[[ Data in this exercise open ]]

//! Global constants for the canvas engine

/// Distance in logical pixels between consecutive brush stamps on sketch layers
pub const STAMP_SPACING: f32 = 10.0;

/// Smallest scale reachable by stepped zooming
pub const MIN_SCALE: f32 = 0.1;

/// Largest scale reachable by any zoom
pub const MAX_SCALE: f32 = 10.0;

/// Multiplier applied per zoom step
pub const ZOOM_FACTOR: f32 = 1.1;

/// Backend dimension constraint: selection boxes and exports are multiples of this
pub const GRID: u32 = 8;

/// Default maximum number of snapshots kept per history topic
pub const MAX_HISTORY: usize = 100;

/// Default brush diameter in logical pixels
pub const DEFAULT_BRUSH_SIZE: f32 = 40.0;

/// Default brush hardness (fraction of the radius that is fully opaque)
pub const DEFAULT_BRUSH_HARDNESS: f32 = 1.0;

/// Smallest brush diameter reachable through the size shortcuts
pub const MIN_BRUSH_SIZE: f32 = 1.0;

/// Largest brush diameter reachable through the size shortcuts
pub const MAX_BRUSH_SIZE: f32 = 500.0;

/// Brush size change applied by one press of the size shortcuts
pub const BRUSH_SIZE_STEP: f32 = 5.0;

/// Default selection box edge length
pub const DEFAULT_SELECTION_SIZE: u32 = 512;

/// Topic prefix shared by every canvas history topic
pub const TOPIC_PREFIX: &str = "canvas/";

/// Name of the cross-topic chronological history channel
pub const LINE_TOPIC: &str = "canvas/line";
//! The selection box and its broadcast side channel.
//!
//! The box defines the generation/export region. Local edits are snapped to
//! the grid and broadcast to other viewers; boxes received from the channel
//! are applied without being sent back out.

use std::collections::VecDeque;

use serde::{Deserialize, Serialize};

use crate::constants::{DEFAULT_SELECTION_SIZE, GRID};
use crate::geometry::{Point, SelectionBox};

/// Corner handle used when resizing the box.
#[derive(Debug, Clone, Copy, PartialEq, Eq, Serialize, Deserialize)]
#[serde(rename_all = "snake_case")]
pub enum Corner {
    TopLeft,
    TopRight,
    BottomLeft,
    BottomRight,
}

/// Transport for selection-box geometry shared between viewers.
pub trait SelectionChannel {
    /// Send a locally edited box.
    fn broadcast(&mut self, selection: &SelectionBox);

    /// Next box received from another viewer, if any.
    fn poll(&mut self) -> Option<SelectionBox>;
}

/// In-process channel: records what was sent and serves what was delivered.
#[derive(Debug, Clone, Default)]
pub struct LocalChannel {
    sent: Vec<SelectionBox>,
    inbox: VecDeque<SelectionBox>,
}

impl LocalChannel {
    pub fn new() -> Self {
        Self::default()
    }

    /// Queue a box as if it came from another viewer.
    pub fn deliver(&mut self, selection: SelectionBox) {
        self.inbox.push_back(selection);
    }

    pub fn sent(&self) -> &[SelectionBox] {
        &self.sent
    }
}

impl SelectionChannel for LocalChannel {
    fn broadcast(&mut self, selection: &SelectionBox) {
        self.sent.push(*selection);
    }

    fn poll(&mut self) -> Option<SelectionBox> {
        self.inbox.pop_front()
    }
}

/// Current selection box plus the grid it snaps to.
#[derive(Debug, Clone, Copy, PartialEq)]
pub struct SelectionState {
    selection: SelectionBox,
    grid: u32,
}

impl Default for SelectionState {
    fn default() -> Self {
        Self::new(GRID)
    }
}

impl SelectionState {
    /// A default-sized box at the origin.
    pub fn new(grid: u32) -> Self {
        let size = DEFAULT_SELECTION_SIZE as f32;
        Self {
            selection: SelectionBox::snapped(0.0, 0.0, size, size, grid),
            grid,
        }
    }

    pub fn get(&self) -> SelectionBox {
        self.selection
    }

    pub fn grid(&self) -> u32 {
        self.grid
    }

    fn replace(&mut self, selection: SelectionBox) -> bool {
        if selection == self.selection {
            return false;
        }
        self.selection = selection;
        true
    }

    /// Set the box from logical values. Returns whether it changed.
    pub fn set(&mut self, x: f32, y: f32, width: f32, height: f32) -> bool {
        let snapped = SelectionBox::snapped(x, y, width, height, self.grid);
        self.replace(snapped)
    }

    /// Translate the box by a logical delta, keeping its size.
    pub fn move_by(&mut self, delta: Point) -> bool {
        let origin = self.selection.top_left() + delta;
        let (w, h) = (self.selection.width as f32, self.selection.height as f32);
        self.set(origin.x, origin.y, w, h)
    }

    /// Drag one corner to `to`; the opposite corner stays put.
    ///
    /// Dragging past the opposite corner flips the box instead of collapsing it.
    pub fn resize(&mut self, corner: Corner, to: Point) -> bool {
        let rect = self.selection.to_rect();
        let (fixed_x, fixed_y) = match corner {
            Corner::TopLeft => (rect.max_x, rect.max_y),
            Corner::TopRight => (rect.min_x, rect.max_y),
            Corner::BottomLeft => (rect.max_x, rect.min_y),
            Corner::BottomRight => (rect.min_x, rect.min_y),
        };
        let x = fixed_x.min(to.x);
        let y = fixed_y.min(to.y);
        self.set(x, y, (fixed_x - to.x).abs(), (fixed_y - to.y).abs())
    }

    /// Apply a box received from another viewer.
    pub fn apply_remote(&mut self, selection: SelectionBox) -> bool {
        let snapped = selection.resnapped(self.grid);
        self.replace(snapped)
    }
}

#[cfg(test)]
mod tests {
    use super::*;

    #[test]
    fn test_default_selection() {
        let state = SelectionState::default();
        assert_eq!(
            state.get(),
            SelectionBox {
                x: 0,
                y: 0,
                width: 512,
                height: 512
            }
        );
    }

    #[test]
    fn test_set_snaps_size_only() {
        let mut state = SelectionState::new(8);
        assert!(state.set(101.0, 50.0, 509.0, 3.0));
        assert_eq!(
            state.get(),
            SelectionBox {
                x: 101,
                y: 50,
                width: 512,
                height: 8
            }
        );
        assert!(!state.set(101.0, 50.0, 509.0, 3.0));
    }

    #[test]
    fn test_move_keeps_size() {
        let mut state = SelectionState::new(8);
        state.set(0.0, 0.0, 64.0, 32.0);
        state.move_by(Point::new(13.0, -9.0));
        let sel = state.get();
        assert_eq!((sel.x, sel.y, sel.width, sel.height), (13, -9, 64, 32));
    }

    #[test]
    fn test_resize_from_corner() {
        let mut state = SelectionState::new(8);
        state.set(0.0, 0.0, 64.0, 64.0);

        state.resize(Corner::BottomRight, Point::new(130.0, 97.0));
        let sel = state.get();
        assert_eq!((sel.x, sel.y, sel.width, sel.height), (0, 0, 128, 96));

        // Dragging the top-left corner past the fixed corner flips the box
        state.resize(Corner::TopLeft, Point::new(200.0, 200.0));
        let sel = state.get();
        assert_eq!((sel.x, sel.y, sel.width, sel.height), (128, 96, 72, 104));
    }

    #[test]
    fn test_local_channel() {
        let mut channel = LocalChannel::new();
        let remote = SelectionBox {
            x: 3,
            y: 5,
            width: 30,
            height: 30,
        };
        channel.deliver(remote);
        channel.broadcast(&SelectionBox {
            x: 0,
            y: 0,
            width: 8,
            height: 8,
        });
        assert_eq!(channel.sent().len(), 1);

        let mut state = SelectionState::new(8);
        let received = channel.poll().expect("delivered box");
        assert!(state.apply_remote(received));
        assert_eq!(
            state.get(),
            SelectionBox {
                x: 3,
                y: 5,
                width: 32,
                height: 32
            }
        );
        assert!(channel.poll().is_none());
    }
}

[[ Data in this exercise closed ]]

Exercise goal - Locate the word "serde" in the records above, and return each line that has it.

Your response -
use serde::{Deserialize, Serialize};
#[serde(rename_all = "snake_case")]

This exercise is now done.